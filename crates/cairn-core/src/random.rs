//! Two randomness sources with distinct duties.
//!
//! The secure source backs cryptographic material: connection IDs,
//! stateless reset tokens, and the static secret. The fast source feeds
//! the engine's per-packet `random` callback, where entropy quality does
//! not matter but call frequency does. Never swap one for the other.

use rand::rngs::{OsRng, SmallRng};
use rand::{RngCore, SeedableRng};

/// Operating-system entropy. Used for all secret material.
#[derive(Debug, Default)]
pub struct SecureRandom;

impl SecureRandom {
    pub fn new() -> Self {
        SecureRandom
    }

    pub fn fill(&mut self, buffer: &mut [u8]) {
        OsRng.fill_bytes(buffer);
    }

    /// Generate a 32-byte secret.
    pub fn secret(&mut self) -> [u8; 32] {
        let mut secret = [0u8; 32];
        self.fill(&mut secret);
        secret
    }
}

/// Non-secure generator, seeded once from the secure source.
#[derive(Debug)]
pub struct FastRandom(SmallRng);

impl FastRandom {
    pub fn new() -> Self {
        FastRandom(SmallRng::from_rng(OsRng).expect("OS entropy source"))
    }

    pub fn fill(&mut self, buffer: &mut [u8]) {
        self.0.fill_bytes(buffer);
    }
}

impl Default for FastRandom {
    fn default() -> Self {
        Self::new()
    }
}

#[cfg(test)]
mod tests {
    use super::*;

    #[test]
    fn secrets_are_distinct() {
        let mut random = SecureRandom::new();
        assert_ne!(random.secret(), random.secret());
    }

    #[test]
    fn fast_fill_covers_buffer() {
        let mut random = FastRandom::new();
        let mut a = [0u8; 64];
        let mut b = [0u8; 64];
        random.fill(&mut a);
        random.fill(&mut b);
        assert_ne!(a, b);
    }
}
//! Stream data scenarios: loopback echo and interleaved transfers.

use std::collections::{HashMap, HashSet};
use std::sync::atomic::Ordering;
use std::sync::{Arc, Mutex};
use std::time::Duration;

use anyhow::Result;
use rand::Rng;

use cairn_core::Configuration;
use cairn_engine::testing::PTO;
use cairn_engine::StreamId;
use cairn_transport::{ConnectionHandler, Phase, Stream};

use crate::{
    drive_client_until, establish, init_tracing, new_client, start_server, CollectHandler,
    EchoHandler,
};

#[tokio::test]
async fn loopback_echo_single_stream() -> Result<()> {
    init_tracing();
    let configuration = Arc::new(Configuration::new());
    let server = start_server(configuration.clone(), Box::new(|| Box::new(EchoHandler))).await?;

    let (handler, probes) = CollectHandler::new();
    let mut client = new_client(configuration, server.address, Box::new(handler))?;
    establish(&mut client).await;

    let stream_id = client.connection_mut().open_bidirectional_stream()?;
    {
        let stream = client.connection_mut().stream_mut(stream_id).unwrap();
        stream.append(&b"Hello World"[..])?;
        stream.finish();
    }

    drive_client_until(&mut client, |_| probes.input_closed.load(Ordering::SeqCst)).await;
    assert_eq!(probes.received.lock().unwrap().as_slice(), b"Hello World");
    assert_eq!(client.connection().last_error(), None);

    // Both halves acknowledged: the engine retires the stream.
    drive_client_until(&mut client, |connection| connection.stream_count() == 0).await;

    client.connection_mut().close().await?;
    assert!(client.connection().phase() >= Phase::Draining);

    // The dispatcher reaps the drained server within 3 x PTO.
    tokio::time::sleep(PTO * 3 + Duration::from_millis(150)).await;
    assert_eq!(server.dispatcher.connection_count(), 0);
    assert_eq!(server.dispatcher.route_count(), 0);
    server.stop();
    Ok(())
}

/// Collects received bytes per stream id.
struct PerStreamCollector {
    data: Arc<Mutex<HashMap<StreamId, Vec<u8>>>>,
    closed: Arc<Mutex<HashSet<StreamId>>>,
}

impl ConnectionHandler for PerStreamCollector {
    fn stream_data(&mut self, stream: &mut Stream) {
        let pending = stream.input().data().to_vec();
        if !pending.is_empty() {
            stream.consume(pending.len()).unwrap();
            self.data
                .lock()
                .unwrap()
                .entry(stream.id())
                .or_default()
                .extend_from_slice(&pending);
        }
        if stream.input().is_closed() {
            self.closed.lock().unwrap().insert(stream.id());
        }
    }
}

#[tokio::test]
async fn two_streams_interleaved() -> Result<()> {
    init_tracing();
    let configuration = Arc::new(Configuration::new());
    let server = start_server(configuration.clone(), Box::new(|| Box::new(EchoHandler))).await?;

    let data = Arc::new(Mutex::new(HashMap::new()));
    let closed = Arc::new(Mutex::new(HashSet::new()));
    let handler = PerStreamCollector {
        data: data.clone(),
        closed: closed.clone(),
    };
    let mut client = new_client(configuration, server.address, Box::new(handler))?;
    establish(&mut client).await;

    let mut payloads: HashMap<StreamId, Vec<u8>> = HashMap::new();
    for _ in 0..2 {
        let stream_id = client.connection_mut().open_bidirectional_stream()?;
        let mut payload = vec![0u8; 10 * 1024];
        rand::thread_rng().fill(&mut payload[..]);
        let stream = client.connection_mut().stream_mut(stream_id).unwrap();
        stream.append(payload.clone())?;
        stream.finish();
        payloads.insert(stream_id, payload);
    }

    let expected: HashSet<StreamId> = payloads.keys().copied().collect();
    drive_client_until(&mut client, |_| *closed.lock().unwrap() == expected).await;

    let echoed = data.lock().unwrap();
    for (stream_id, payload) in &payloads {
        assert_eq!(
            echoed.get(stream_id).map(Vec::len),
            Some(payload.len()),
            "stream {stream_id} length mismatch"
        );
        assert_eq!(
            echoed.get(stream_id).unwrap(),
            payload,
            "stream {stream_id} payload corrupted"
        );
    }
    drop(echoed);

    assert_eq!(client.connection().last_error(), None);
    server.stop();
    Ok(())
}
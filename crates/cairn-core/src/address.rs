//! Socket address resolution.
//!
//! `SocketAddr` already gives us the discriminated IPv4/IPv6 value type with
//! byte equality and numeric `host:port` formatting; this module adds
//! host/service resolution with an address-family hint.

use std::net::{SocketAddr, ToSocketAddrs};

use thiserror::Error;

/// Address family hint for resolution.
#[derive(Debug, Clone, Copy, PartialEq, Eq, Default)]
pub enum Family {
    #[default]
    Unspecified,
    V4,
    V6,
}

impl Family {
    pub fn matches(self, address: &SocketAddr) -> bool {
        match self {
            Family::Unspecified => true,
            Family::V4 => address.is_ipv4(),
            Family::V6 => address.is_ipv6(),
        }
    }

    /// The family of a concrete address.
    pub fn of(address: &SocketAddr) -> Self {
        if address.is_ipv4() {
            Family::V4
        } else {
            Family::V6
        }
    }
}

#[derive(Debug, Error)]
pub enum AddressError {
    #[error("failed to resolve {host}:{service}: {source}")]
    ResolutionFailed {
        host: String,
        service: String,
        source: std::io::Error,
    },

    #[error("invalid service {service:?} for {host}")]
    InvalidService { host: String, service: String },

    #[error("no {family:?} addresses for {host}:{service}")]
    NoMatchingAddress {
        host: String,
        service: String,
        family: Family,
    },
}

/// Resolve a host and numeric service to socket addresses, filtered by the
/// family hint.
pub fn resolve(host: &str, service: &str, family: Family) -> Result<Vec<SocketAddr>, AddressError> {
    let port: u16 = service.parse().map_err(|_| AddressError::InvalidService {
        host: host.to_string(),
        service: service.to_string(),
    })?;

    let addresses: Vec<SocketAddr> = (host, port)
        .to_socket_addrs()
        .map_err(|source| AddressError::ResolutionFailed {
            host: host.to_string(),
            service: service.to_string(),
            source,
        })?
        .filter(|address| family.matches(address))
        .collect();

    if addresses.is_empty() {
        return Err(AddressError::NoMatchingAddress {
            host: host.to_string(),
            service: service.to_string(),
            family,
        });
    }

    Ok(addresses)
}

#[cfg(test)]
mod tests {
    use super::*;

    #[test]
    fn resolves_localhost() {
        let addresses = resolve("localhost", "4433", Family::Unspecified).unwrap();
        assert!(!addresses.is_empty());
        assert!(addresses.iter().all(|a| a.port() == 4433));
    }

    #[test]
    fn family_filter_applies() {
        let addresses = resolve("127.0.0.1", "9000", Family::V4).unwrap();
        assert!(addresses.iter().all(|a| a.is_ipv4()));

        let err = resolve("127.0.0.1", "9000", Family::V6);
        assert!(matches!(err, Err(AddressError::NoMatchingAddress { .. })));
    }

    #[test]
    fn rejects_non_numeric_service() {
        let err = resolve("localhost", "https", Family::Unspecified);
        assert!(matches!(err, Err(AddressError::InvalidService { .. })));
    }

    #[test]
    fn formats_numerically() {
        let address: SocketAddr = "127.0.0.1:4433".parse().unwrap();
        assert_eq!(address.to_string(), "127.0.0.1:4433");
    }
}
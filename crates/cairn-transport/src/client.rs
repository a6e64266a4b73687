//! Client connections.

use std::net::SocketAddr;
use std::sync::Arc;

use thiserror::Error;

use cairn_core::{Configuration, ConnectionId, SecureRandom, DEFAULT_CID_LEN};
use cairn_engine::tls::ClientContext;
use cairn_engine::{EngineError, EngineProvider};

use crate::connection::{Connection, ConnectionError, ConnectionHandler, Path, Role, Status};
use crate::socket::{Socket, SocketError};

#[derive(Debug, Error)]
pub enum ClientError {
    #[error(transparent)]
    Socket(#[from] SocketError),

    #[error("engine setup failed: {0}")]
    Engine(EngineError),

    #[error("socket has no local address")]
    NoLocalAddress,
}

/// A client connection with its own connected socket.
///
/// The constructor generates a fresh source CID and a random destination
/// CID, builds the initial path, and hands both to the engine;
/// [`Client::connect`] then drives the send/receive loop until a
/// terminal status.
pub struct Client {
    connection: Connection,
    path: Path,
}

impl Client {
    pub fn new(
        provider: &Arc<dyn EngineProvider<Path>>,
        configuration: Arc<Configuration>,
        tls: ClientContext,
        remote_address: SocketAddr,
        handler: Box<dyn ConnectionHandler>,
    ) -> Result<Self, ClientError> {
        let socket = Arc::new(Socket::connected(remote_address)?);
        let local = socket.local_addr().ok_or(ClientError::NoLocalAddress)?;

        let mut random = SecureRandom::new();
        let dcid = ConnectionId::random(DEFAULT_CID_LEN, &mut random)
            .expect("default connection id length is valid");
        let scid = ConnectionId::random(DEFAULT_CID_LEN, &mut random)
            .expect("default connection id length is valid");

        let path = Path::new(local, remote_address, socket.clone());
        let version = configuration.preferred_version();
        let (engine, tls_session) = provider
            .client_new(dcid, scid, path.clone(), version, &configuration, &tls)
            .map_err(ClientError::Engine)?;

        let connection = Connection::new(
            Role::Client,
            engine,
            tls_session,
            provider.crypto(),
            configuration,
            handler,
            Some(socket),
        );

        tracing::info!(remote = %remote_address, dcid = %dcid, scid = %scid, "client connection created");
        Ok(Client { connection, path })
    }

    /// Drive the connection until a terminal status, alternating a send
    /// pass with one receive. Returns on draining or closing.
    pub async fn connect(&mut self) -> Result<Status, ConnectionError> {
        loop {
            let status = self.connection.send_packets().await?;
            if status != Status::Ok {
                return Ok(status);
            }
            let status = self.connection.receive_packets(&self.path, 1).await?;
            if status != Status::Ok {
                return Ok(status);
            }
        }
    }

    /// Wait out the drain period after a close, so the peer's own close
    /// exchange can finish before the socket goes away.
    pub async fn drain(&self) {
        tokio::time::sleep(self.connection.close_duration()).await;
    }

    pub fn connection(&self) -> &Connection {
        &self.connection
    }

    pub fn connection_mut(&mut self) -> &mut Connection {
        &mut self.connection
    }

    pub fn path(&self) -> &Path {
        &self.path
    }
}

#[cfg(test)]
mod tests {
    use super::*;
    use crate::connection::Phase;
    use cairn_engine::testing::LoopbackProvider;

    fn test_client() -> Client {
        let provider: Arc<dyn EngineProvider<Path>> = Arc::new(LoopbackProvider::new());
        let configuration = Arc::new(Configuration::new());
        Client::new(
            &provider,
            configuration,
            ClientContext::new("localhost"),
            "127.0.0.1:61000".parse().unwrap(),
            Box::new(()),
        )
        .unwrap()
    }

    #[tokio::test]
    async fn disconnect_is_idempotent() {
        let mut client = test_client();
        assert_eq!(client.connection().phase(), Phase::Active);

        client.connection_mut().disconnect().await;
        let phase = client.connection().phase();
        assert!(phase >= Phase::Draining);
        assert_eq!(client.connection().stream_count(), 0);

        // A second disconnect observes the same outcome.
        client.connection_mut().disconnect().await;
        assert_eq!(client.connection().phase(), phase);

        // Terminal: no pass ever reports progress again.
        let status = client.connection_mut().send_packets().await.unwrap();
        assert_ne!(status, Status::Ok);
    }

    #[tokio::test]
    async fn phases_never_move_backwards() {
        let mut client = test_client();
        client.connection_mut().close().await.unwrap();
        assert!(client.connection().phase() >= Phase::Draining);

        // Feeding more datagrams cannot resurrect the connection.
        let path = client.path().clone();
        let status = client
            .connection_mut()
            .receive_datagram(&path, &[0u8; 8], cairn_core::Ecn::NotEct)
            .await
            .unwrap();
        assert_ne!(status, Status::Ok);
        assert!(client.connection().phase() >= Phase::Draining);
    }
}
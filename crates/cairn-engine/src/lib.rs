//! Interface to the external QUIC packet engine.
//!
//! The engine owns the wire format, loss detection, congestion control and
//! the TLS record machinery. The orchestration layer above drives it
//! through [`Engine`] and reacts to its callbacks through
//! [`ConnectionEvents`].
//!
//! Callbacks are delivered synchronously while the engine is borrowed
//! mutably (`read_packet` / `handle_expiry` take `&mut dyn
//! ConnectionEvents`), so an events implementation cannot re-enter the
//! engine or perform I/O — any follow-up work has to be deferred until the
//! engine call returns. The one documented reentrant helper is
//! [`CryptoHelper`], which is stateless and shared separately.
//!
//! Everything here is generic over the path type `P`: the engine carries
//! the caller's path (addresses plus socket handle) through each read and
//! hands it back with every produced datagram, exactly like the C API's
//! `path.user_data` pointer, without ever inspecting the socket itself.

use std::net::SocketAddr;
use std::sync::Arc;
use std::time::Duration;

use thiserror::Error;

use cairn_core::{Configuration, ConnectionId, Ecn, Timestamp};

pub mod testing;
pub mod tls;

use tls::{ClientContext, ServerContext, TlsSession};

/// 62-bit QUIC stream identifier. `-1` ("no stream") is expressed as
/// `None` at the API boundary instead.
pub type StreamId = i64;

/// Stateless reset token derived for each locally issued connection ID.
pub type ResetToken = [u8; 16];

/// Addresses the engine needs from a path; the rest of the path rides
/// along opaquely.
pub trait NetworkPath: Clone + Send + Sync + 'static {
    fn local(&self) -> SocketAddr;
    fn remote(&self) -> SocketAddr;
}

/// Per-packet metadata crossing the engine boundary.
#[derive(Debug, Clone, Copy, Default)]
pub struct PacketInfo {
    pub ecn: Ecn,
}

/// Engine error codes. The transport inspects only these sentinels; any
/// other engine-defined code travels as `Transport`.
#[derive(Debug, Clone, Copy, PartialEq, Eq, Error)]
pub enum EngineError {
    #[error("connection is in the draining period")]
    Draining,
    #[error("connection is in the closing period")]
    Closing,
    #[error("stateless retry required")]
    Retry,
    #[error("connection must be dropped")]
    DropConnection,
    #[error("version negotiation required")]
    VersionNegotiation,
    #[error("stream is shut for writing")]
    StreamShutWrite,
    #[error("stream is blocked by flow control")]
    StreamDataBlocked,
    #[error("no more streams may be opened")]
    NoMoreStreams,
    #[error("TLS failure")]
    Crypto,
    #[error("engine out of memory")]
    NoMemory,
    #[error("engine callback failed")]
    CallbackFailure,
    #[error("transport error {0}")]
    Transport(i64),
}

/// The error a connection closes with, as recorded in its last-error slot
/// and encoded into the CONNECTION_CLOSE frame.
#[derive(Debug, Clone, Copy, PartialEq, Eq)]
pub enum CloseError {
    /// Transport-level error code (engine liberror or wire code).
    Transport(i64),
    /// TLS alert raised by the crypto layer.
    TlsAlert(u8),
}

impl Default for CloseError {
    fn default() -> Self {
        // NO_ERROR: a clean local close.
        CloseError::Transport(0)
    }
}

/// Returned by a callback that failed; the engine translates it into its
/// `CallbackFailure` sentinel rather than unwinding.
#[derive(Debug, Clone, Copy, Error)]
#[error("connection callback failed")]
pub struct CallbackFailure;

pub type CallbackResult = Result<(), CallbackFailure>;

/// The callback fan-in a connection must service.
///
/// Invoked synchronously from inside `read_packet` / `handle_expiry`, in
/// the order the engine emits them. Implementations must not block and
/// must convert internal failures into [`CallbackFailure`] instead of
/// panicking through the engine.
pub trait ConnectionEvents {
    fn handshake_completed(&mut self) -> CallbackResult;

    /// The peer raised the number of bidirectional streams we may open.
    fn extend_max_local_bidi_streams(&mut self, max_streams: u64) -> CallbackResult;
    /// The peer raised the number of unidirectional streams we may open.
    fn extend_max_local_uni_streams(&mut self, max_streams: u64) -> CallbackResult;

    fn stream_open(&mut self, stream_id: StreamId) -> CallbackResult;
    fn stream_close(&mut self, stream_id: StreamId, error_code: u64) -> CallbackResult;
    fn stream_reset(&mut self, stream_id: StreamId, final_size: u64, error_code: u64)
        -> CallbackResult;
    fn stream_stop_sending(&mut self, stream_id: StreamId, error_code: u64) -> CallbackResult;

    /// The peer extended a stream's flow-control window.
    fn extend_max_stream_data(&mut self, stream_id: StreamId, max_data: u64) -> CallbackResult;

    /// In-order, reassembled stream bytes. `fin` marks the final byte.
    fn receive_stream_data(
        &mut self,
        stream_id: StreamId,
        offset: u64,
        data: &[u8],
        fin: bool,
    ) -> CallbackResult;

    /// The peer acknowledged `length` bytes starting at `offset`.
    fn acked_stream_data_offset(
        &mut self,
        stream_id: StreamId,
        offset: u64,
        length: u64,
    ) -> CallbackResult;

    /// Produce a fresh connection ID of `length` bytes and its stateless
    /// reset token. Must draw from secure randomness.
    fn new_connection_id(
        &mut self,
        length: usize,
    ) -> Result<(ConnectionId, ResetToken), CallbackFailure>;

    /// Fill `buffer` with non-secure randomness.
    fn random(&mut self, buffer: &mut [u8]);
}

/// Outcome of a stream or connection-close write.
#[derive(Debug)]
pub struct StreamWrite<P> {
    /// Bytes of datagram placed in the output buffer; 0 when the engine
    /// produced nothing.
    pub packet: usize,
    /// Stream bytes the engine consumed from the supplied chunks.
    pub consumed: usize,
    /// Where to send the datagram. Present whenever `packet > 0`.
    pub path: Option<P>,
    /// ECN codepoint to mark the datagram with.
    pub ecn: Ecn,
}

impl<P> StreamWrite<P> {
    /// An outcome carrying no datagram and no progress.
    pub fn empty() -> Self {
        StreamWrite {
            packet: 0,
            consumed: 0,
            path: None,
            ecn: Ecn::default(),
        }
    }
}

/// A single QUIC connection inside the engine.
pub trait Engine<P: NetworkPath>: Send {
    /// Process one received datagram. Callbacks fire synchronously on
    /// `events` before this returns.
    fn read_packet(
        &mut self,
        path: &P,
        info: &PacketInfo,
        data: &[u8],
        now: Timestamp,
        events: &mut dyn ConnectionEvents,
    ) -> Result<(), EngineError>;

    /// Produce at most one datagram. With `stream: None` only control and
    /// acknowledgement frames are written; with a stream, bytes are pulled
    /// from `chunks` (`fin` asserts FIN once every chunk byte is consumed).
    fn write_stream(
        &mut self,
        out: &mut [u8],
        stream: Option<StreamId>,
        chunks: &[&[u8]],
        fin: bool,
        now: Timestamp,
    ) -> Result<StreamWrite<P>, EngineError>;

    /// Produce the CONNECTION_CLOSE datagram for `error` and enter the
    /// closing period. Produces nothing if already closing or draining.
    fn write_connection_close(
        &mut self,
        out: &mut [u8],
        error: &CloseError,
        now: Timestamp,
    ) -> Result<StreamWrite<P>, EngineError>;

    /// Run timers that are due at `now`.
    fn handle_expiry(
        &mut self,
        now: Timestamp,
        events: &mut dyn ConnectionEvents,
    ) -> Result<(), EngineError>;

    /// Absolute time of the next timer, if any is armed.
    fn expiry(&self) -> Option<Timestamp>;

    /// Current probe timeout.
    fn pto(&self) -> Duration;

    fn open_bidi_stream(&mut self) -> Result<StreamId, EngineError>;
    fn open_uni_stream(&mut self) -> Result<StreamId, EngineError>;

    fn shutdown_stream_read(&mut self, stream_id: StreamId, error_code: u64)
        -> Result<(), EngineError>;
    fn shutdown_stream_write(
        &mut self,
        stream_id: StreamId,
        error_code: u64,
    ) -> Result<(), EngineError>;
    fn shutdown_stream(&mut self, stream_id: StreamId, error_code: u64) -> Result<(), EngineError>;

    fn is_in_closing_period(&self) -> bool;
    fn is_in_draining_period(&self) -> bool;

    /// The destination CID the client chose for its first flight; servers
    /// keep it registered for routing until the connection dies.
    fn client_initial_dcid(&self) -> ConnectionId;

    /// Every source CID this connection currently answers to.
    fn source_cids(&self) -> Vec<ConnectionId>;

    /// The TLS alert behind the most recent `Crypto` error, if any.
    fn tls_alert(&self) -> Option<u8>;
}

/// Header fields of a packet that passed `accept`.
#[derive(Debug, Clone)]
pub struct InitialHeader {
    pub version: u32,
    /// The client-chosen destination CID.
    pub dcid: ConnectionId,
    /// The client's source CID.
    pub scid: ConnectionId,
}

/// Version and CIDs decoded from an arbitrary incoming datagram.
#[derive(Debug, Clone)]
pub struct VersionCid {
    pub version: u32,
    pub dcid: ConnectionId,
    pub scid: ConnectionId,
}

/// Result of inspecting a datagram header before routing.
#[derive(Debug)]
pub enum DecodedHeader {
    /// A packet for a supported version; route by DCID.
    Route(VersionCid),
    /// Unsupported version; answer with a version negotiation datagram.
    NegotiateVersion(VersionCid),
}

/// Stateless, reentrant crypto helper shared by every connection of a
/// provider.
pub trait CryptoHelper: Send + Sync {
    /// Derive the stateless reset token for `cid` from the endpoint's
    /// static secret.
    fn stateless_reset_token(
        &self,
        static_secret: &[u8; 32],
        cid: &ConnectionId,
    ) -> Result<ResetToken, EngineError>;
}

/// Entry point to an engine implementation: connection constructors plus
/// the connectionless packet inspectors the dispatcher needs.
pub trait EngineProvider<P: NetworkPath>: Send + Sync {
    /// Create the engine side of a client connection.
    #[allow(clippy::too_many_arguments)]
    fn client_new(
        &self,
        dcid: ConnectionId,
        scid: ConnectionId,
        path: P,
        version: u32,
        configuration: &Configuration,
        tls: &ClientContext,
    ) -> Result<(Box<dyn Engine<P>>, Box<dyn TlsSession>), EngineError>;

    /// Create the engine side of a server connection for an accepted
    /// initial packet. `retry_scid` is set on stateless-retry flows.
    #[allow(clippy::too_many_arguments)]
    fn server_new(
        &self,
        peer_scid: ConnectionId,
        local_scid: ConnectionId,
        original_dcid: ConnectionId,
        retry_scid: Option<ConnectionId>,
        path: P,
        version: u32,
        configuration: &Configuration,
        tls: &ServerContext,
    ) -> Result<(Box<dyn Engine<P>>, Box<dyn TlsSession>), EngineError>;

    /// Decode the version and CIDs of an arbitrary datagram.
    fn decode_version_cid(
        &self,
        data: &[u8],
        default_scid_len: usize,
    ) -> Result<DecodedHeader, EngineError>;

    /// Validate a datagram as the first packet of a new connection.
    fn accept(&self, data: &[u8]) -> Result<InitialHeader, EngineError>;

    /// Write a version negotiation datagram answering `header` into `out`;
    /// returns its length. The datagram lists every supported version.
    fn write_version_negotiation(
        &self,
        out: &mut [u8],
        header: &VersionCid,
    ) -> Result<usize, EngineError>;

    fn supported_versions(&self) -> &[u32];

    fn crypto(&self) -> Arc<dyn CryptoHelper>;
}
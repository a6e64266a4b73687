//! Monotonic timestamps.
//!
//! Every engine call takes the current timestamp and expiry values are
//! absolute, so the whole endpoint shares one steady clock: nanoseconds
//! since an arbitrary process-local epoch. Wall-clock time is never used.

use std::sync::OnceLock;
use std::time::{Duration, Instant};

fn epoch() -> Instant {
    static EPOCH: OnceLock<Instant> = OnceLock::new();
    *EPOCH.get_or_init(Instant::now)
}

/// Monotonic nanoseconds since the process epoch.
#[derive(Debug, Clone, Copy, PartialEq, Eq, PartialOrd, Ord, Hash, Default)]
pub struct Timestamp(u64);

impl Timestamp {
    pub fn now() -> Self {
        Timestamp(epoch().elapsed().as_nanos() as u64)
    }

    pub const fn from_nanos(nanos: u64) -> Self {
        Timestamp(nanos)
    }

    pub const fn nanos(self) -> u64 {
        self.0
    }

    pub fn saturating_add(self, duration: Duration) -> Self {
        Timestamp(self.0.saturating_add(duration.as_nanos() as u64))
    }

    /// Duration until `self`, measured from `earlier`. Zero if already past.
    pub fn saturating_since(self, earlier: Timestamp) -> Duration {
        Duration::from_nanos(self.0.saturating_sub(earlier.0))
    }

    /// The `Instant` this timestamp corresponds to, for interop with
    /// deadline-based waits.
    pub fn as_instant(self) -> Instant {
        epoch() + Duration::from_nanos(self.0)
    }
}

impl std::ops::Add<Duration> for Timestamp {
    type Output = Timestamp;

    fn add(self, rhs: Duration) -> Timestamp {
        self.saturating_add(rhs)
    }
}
□ □ □ □ □
> **Requirement**:
Tally the lines of the preceding listing in which the word "SecureRandom" appears; state nothing but the total.

> **Exercise response**:
6